- [The problem] In the records below, find each line with "InboxHandler" and copy it.

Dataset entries
--- START ---
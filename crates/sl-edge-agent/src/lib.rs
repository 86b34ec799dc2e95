//! ScanLink edge agent: library crate for the device session manager.
//!
//! Re-exports all modules so external crates (e.g. `sl-e2e-tests`) can
//! drive the `Supervisor` with mock collaborators.

pub mod clock;
pub mod config;
pub mod credential;
pub mod encoder;
pub mod error;
pub mod inbox;
pub mod network;
pub mod scanner;
pub mod storage;
pub mod supervisor;
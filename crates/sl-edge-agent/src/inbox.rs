//! Cloud-to-device message delivery.

use std::sync::Mutex;

use async_trait::async_trait;

/// Receives cloud-to-device payloads forwarded from the broker session.
#[async_trait]
pub trait InboxHandler: Send + Sync {
    async fn deliver(&self, topic: &str, payload: &[u8], truncated: bool);
}

/// Logs each inbound message with its decoded property bag.
#[derive(Debug, Default, Clone, Copy)]
pub struct LoggingInbox;

#[async_trait]
impl InboxHandler for LoggingInbox {
    async fn deliver(&self, topic: &str, payload: &[u8], truncated: bool) {
        let properties = sl_protocol::topics::parse_devicebound(topic)
            .map(|t| t.properties)
            .unwrap_or_default();
        tracing::info!(
            topic = %topic,
            properties = ?properties,
            payload = %String::from_utf8_lossy(payload),
            truncated,
            "cloud-to-device message received"
        );
    }
}

/// A message captured by [`RecordingInbox`].
#[derive(Debug, Clone, PartialEq, Eq)]
pub struct DeliveredMessage {
    pub topic: String,
    pub payload: Vec<u8>,
    pub truncated: bool,
}

/// Keeps every delivery in memory for inspection.
#[derive(Debug, Default)]
pub struct RecordingInbox {
    messages: Mutex<Vec<DeliveredMessage>>,
}

impl RecordingInbox {
    pub fn new() -> Self {
        Self::default()
    }

    pub fn messages(&self) -> Vec<DeliveredMessage> {
        self.messages
            .lock()
            .unwrap_or_else(|e| e.into_inner())
            .clone()
    }
}

#[async_trait]
impl InboxHandler for RecordingInbox {
    async fn deliver(&self, topic: &str, payload: &[u8], truncated: bool) {
        self.messages
            .lock()
            .unwrap_or_else(|e| e.into_inner())
            .push(DeliveredMessage {
                topic: topic.to_string(),
                payload: payload.to_vec(),
                truncated,
            });
    }
}
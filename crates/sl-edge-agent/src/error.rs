//! Agent error types, one enum per failure domain.

use thiserror::Error;

/// Wall-clock synchronization failures.
#[derive(Debug, Error)]
pub enum TimeError {
    #[error("clock did not reach trusted epoch {trusted_epoch} within {timeout_secs}s")]
    Timeout { trusted_epoch: i64, timeout_secs: u64 },

    #[error("time sync request failed: {0}")]
    Request(String),
}

/// Network join failures.
#[derive(Debug, Error)]
pub enum NetworkError {
    #[error("network not connected after {timeout_secs}s")]
    Timeout { timeout_secs: u64 },

    #[error("network join failed: {0}")]
    Join(String),
}

/// Credential issuance failures. Fatal to the current provisioning attempt.
#[derive(Debug, Error)]
pub enum CredentialError {
    #[error("signing failed: {0}")]
    SigningFailed(String),

    #[error("invalid device key: {0}")]
    InvalidKey(String),

    #[error("failed to load certificate '{path}': {reason}")]
    CertificateLoad { path: String, reason: String },

    #[error("token lifetime must be positive")]
    InvalidLifetime,
}

/// Telemetry encoding failures. The message is dropped.
#[derive(Debug, Error)]
pub enum EncodeError {
    #[error("telemetry body is {size} bytes, limit is {max}")]
    BufferTooSmall { size: usize, max: usize },

    #[error("serialization error: {0}")]
    Serialization(String),
}

/// Scan log failures.
#[derive(Debug, Error)]
pub enum StorageError {
    #[error("I/O error on '{path}': {reason}")]
    Io { path: String, reason: String },
}

/// Configuration loading failures.
#[derive(Debug, Error)]
pub enum ConfigError {
    #[error("failed to read config '{path}': {reason}")]
    Read { path: String, reason: String },

    #[error("failed to parse config: {0}")]
    Parse(String),

    #[error("invalid config: {0}")]
    Invalid(String),
}

/// Anything that aborts a provisioning attempt.
#[derive(Debug, Error)]
pub enum ProvisionError {
    #[error(transparent)]
    Credential(#[from] CredentialError),

    #[error(transparent)]
    Connect(#[from] sl_mqtt_channel::MqttError),
}
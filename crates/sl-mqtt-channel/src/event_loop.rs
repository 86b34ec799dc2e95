//! Broker event-loop driver.
//!
//! Polls the rumqttc event loop on its own task and forwards classified
//! events to the supervisor. Never touches session state itself.
//!
//! The driver must keep polling for the request queue to drain, so it never
//! waits on the sink for acknowledgements: a full sink drops them instead.

use std::time::Duration;

use rumqttc::EventLoop;
use tokio::sync::mpsc::error::TrySendError;

use crate::handler::{EventSink, InboundEvent, SessionEvent, classify};

/// Drive `eventloop` until the sink closes or the task is aborted.
///
/// A poll error is reported as `InboundEvent::Error`; the next poll
/// reconnects the transport after `reconnect_delay`.
pub async fn drive(
    mut eventloop: EventLoop,
    generation: u64,
    sink: EventSink,
    reconnect_delay: Duration,
) {
    let mut dropped: u64 = 0;
    loop {
        let (event, failed) = match eventloop.poll().await {
            Ok(event) => {
                tracing::trace!(generation, event = ?event, "MQTT event");
                (classify(&event), false)
            }
            Err(e) => {
                tracing::warn!(
                    generation,
                    error = %e,
                    delay_secs = reconnect_delay.as_secs(),
                    "MQTT event loop error, transport will reconnect"
                );
                (Some(InboundEvent::Error(e.to_string())), true)
            }
        };

        if let Some(event) = event {
            if !forward(&sink, SessionEvent::new(generation, event), &mut dropped).await {
                tracing::debug!(generation, dropped, "event sink closed, stopping driver");
                return;
            }
        }

        if failed {
            tokio::time::sleep(reconnect_delay).await;
        }
    }
}

/// Hand one event to the sink. Returns `false` once the sink is closed.
async fn forward(sink: &EventSink, event: SessionEvent, dropped: &mut u64) -> bool {
    if !event.event.is_informational() {
        return sink.send(event).await.is_ok();
    }
    match sink.try_send(event) {
        Ok(()) => true,
        Err(TrySendError::Full(event)) => {
            *dropped += 1;
            tracing::debug!(
                generation = event.generation,
                event = ?event.event,
                dropped = *dropped,
                "event sink full, dropping acknowledgement"
            );
            true
        }
        Err(TrySendError::Closed(_)) => false,
    }
}
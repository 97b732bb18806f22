use super::fileio::DEFAULT_EXT;

/// Extension for binary bodies of unknown media type.
const DEFAULT_BINARY_EXT: &str = ".bin";

/// Maps a `Content-Type` to the extension given to its body file.
///
/// An empty or absent value means a GET query string or a bare form field
/// in multipart/form-data and stays textual.
pub(crate) fn ext_for(content_type: Option<&str>) -> &'static str {
    let raw = match content_type {
        Some(raw) if !raw.is_empty() => raw,
        _ => return DEFAULT_EXT,
    };

    let essence = match raw.parse::<mime::Mime>() {
        Ok(mime) => mime.essence_str().to_ascii_lowercase(),
        Err(error) => {
            warn!(%error, content_type = raw, "failed to parse `Content-Type` header");
            String::new()
        }
    };

    match essence.as_str() {
        "application/javascript" => ".js",
        "application/json" => ".json",
        "application/pdf" => ".pdf",
        "application/x-www-form-urlencoded" => ".txt",
        "audio/midi" => ".midi",
        "audio/mpeg" => ".mpg",
        "audio/ogg" => ".oga",
        "audio/wav" => ".wav",
        "audio/webm" => ".webm",
        "image/bmp" => ".bmp",
        "image/gif" => ".gif",
        "image/jpeg" => ".jpg",
        "image/png" => ".png",
        "image/svg+xml" => ".svg",
        "image/webp" => ".webp",
        "text/csv" => ".csv",
        "text/html" => ".html",
        "text/markdown" => ".md",
        "text/plain" => ".txt",
        "text/xml" => ".xml",
        "video/avi" => ".avi",
        "video/mp4" => ".mp4",
        "video/ogg" => ".ogv",
        "video/quicktime" => ".qt",
        "video/webm" => ".webm",
        "video/x-matroska" => ".mkv",
        _ => {
            if raw.to_ascii_lowercase().starts_with("text") {
                DEFAULT_EXT
            } else {
                DEFAULT_BINARY_EXT
            }
        }
    }
}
--- END ---
- [The completed task]
pub trait InboxHandler: Send + Sync {
impl InboxHandler for LoggingInbox {
impl InboxHandler for RecordingInbox {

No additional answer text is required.